Efficient Inference after Directionally Stable Adaptive Experiments
This work addresses the challenge of reliable inference in adaptive experiments, which is crucial for fields like online learning and clinical trials, though it is incremental as it builds on existing stability concepts.
The paper tackles the problem of performing efficient statistical inference on scalar targets after adaptive data collection, such as in bandit algorithms, by introducing a weaker condition called directional stability. It shows that under this condition, estimators remain asymptotically normal and semiparametrically efficient, with verification for LinUCB providing the first such guarantee for a regular scalar target under this sampling method.

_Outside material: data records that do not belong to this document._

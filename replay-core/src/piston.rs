//! Piston execute API adapter
//!
//! `POST {endpoint}` with the whole program and stdin; the answer holds a
//! `compile` stage (compiled languages only) and a `run` stage. A failed
//! compile stage comes back without `run`.

use async_trait::async_trait;
use reqwest::Client;
use serde::{Deserialize, Serialize};

use crate::backend::{ExecutionBackend, ExecutionRequest, ExecutionResult};
use crate::config::ConsoleConfig;
use crate::error::{BackendError, BackendResult};

/// Request body of the execute endpoint
#[derive(Debug, Serialize)]
pub struct PistonRequest<'a> {
    pub language: &'a str,
    pub version: &'a str,
    pub files: Vec<PistonFile<'a>>,
    pub stdin: &'a str,
    pub compile_timeout: u64,
    pub run_timeout: u64,
    pub compile_memory_limit: i64,
    pub run_memory_limit: i64,
}

#[derive(Debug, Serialize)]
pub struct PistonFile<'a> {
    pub content: &'a str,
}

impl<'a> From<&'a ExecutionRequest> for PistonRequest<'a> {
    fn from(request: &'a ExecutionRequest) -> Self {
        Self {
            language: &request.program.language,
            version: &request.program.version,
            files: vec![PistonFile {
                content: &request.program.source,
            }],
            stdin: &request.stdin,
            compile_timeout: request.limits.compile_timeout_ms,
            run_timeout: request.limits.run_timeout_ms,
            compile_memory_limit: request.limits.compile_memory_limit,
            run_memory_limit: request.limits.run_memory_limit,
        }
    }
}

/// Response body of the execute endpoint. Error bodies only carry `message`.
#[derive(Debug, Default, Deserialize)]
pub struct PistonResponse {
    #[serde(default)]
    pub language: Option<String>,
    #[serde(default)]
    pub version: Option<String>,
    #[serde(default)]
    pub compile: Option<StageReport>,
    #[serde(default)]
    pub run: Option<StageReport>,
    #[serde(default)]
    pub message: Option<String>,
}

#[derive(Debug, Default, Deserialize)]
pub struct StageReport {
    #[serde(default)]
    pub stdout: String,
    #[serde(default)]
    pub stderr: String,
    /// Combined stdout and stderr in emission order
    #[serde(default)]
    pub output: String,
    #[serde(default)]
    pub code: Option<i64>,
    #[serde(default)]
    pub signal: Option<String>,
}

impl StageReport {
    pub fn failed(&self) -> bool {
        self.code.is_some_and(|code| code != 0) || self.signal.is_some()
    }
}

impl PistonResponse {
    pub fn into_result(self) -> BackendResult<ExecutionResult> {
        match (self.compile, self.run) {
            (Some(compile), None) => Ok(ExecutionResult::CompileFailure {
                output: compile.output,
            }),
            (Some(compile), Some(_)) if compile.failed() => Ok(ExecutionResult::CompileFailure {
                output: compile.output,
            }),
            (_, Some(run)) => Ok(ExecutionResult::RunOutput { output: run.output }),
            (None, None) => Err(match self.message {
                Some(message) => BackendError::Malformed(message),
                None => BackendError::Ambiguous,
            }),
        }
    }
}

#[derive(Debug, Clone)]
pub struct PistonClient {
    http: Client,
    endpoint: String,
}

impl PistonClient {
    pub fn new(endpoint: impl Into<String>) -> Self {
        Self::with_client(Client::new(), endpoint)
    }

    /// Reuse an existing client (proxies, TLS settings, ...).
    ///
    /// No request timeout is set here; the backend's run timeout bounds
    /// every call.
    pub fn with_client(http: Client, endpoint: impl Into<String>) -> Self {
        Self {
            http,
            endpoint: endpoint.into(),
        }
    }

    pub fn from_config(config: &ConsoleConfig) -> Self {
        Self::new(config.endpoint.clone())
    }

    pub fn endpoint(&self) -> &str {
        &self.endpoint
    }
}

#[async_trait]
impl ExecutionBackend for PistonClient {
    async fn execute(&self, request: &ExecutionRequest) -> BackendResult<ExecutionResult> {
        let body = PistonRequest::from(request);
        let response = self
            .http
            .post(&self.endpoint)
            .json(&body)
            .send()
            .await
            .map_err(|e| BackendError::Transport(e.to_string()))?;

        let status = response.status();
        let text = response
            .text()
            .await
            .map_err(|e| BackendError::Transport(format!("failed to read response body: {}", e)))?;

        if !status.is_success() {
            let message = serde_json::from_str::<PistonResponse>(&text)
                .ok()
                .and_then(|r| r.message)
                .unwrap_or(text);
            return Err(BackendError::Status {
                status: status.as_u16(),
                message,
            });
        }

        let parsed: PistonResponse =
            serde_json::from_str(&text).map_err(|e| BackendError::Malformed(e.to_string()))?;
        parsed.into_result()
    }
}
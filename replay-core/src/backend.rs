//! Execution backend seam
//!
//! The backend is a stateless compile-and-run service: it receives the whole
//! program plus the whole stdin blob and answers once the program is done.

use std::sync::Arc;

use async_trait::async_trait;
use serde::{Deserialize, Serialize};

use crate::error::BackendResult;

/// Program snapshot taken when a run starts.
///
/// Re-runs always reuse this snapshot, even if the editor content changed in
/// the meantime.
#[derive(Debug, Clone, PartialEq, Eq, Serialize, Deserialize)]
pub struct Program {
    pub language: String,
    pub version: String,
    pub source: String,
}

impl Program {
    pub fn new(
        language: impl Into<String>,
        version: impl Into<String>,
        source: impl Into<String>,
    ) -> Self {
        Self {
            language: language.into(),
            version: version.into(),
            source: source.into(),
        }
    }
}

/// Limits sent explicitly with every backend call
///
/// `-1` memory limits mean "unlimited".
#[derive(Debug, Clone, Copy, PartialEq, Eq, Serialize, Deserialize)]
#[serde(default)]
pub struct ResourceLimits {
    pub compile_timeout_ms: u64,
    pub run_timeout_ms: u64,
    pub compile_memory_limit: i64,
    pub run_memory_limit: i64,
}

impl Default for ResourceLimits {
    fn default() -> Self {
        Self {
            compile_timeout_ms: 10_000,
            run_timeout_ms: 3_000,
            compile_memory_limit: -1,
            run_memory_limit: -1,
        }
    }
}

/// One full backend invocation.
#[derive(Debug, Clone, PartialEq, Eq)]
pub struct ExecutionRequest {
    pub program: Program,
    /// Entire accumulated stdin, newline-joined
    pub stdin: String,
    pub limits: ResourceLimits,
}

/// What the backend reported for a finished call.
#[derive(Debug, Clone, PartialEq, Eq)]
pub enum ExecutionResult {
    /// The compile stage failed; the program never ran
    CompileFailure { output: String },
    /// The program ran (to completion or until killed); combined stdout/stderr
    RunOutput { output: String },
}

impl ExecutionResult {
    pub fn output(&self) -> &str {
        match self {
            ExecutionResult::CompileFailure { output } | ExecutionResult::RunOutput { output } => {
                output
            }
        }
    }

    pub fn is_compile_failure(&self) -> bool {
        matches!(self, ExecutionResult::CompileFailure { .. })
    }
}

/// A stateless execution service.
#[async_trait]
pub trait ExecutionBackend: Send + Sync {
    /// Run `request.program` to completion with `request.stdin` as its input.
    async fn execute(&self, request: &ExecutionRequest) -> BackendResult<ExecutionResult>;
}

#[async_trait]
impl<T: ExecutionBackend + ?Sized> ExecutionBackend for Arc<T> {
    async fn execute(&self, request: &ExecutionRequest) -> BackendResult<ExecutionResult> {
        (**self).execute(request).await
    }
}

We study inference on scalar-valued pathwise differentiable targets after adaptive data collection, such as a bandit algorithm. We introduce a novel target-specific condition, directional stability, which is strictly weaker than previously imposed target-agnostic stability conditions. Under directional stability, we show that estimators that would have been efficient under i.i.d. data remain asymptotically normal and semiparametrically efficient when computed from adaptively collected trajectories. The canonical gradient has a martingale form, and directional stability guarantees stabilization of its predictable quadratic variation, enabling high-dimensional asymptotic normality. We characterize efficiency using a convolution theorem for the adaptive-data setting, and give a condition under which the one-step estimator attains the efficiency bound. We verify directional stability for LinUCB, yielding the first semiparametric efficiency guarantee for a regular scalar target under LinUCB sampling.